July 15, 2008
Utahn Booted From Food Network Show
By Valerie Phillips Deseret News
Utahn Kelsey Nixon offered up her last sound bites Sunday night for "The Next Food Network Star."The Brigham Young University graduate, one of the four remaining finalists, was sent packing from the reality series after guest judge Paula Deen commented that her entree portions were too small.
On Sunday's show, the finalists went to Las Vegas to cook in a Bobby Flay-style "Throwdown," where they had to make an ultimate version of their own signature dish while simultaneously creating an ultimate version of their competitor's signature dish.
While cooking, they also had to respond to questions from Dayna Devon of "Extra."
"She nailed it, didn't she?" Deen exclaimed after watching Nixon's interview.
But Nixon's strategy to create petite, sophisticated pork loin and chicken parmigiana entrees backfired when Deen commented, "It's petite in size, and I think it would make a fabulous appetizer."
The 23-year-old's other misstep was referring to her recent stint in culinary school. Judge Bob Tuschman warned her in earlier episodes that such comments made her sound too inexperienced to be a cooking authority.
Far from sounding discouraged, Nixon, of North Ogden, sounded positive after being dismissed by the judges, saying she felt lucky to have the experience. "This experience has decided my future. I know more than ever that I will be cooking on television."
Nixon married her college sweetheart, Robby Egan, Friday and was unavailable for comment. "She's on her honeymoon, so it's bad timing for exit interviews," said Lisa Krueger, the Food Network's public relations director. (The reality series was filmed last winter.)
In a previous interview with the Deseret News, Nixon said she had the least amount of culinary experience among the finalists. However, her cooking skills shone during several different challenges.
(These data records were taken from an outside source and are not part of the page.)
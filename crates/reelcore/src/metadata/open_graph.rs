//! Tier 3: Open Graph meta tags.
//!
//! Instagram packs engagement into `og:description`:
//! `1,234 likes, 56 comments - someuser on March 3, 2024: "caption"`
//! and the display name into `og:title`:
//! `Some User on Instagram: "caption"`.

use once_cell::sync::Lazy;
use regex::Regex;
use select::document::Document;
use select::predicate::Name;

use super::{clean, MetadataSource, ReelMetadata};

static DESCRIPTION_RE: Lazy<Regex> = Lazy::new(|| {
    Regex::new(
        r"(?s)^\s*([\d.,]+\s*[KkMm]?)\s+likes?,\s*([\d.,]+\s*[KkMm]?)\s+comments?\s*-\s*(\S+)\s+on\s+([^:]+?):\s*(.*)$",
    )
    .expect("og:description regex")
});

static TITLE_RE: Lazy<Regex> =
    Lazy::new(|| Regex::new(r"(?s)^(.*?)\s+on Instagram:\s*(.*)$").expect("og:title regex"));

/// Build a record from the page's `og:*` tags. `None` when no tag is present.
pub fn extract(document: &Document, shortcode: &str) -> Option<ReelMetadata> {
    let description = meta_content(document, "og:description");
    let title = meta_content(document, "og:title");
    let image = meta_content(document, "og:image");
    let video = meta_content(document, "og:video:secure_url")
        .or_else(|| meta_content(document, "og:video"))
        .or_else(|| meta_content(document, "og:video:url"));

    if description.is_none() && title.is_none() && image.is_none() && video.is_none() {
        return None;
    }

    let mut metadata = ReelMetadata {
        thumbnail_url: image,
        video_url: video,
        ..ReelMetadata::new(shortcode, MetadataSource::OpenGraph)
    };

    if let Some(description) = description.as_deref() {
        match DESCRIPTION_RE.captures(description) {
            Some(caps) => {
                metadata.like_count = caps.get(1).and_then(|m| parse_count(m.as_str()));
                metadata.comment_count = caps.get(2).and_then(|m| parse_count(m.as_str()));
                metadata.author = caps.get(3).and_then(|m| clean(m.as_str()));
                metadata.upload_date = caps.get(4).and_then(|m| clean(m.as_str()));
                metadata.caption = caps.get(5).and_then(|m| strip_quotes(m.as_str()));
            }
            None => metadata.caption = strip_quotes(description),
        }
    }

    if let Some(caps) = title.as_deref().and_then(|t| TITLE_RE.captures(t)) {
        metadata.author_name = caps.get(1).and_then(|m| clean(m.as_str()));
        if metadata.caption.is_none() {
            metadata.caption = caps.get(2).and_then(|m| strip_quotes(m.as_str()));
        }
    }

    Some(metadata)
}

fn meta_content(document: &Document, property: &str) -> Option<String> {
    document
        .find(Name("meta"))
        .find(|n| n.attr("property") == Some(property) || n.attr("name") == Some(property))
        .and_then(|n| n.attr("content"))
        .and_then(clean)
}

/// Parse an engagement count as Instagram renders it.
///
/// `1,234` and `1.234` are thousands separators; with a `K`/`M` suffix the
/// dot is a decimal point (`1.5K` = 1500).
pub fn parse_count(raw: &str) -> Option<u64> {
    let compact: String = raw.chars().filter(|c| !c.is_whitespace()).collect();
    let (number, multiplier) = match compact.chars().last()? {
        'K' | 'k' => (&compact[..compact.len() - 1], 1_000f64),
        'M' | 'm' => (&compact[..compact.len() - 1], 1_000_000f64),
        _ => (compact.as_str(), 1f64),
    };

    if multiplier > 1.0 {
        let value: f64 = number.replace(',', ".").parse().ok()?;
        Some((value * multiplier).round() as u64)
    } else {
        number.replace([',', '.'], "").parse().ok()
    }
}

/// Unwrap a quoted caption. The period Instagram appends after the closing
/// quote (`"caption".`) goes too; anything else is kept verbatim.
fn strip_quotes(raw: &str) -> Option<String> {
    let mut text = raw.trim();
    if let Some(rest) = text.strip_suffix('.') {
        if rest.ends_with(['"', '\u{201D}']) {
            text = rest;
        }
    }

    let unquoted = text
        .strip_prefix(['"', '\u{201C}'])
        .and_then(|inner| inner.strip_suffix(['"', '\u{201D}']))
        .unwrap_or(text);
    clean(unquoted)
}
Her tilapia dish was chosen as the best fresh seafood entree and was put on Red Lobster menus nationwide, and her No Nightmare Beef Wellington created with finalist Shane Lyons was tapped for Bon Appetit magazine. She also won a one-minute "technique" video challenge by showing viewers how to french the bones on a rack of lamb.
But her youthful enthusiasm garnered mixed reactions from judges. Tyler Florence, host of "Tyler's Ultimate," complimented her energy, but Bob Tuschman, Food Network's senior vice president, called it "overcaffeinated cheerleader," an opinion he has since revised.
"At first, I thought her sunny, ever-chipper personality read as fake," Tuschman wrote in a blog posted Monday morning. "But she is just a rare person. I know she will be back to reclaim a spot in the food television world. Like Shane, I think she just needs to live a bit first."
As a BYU broadcasting major, Nixon created a cooking show, "Kelsey's Kitchen," and did more than 100 segments. She sent the Food Network tapes for several years before making the cut as a finalist.
Nixon could still win a set of kitchen appliances in the Fan Favorite poll. Viewers can vote for their favorite finalists at www.foodnetwork.com.
Since filming the reality series, Nixon has been teaching culinary classes at Sur La Table at The Gateway but may parlay her Food Network experience to other opportunities. Soon after being ousted on the second episode, finalist Kevin Roberts became a celebrity spokesman for Frank's RedHot sauces.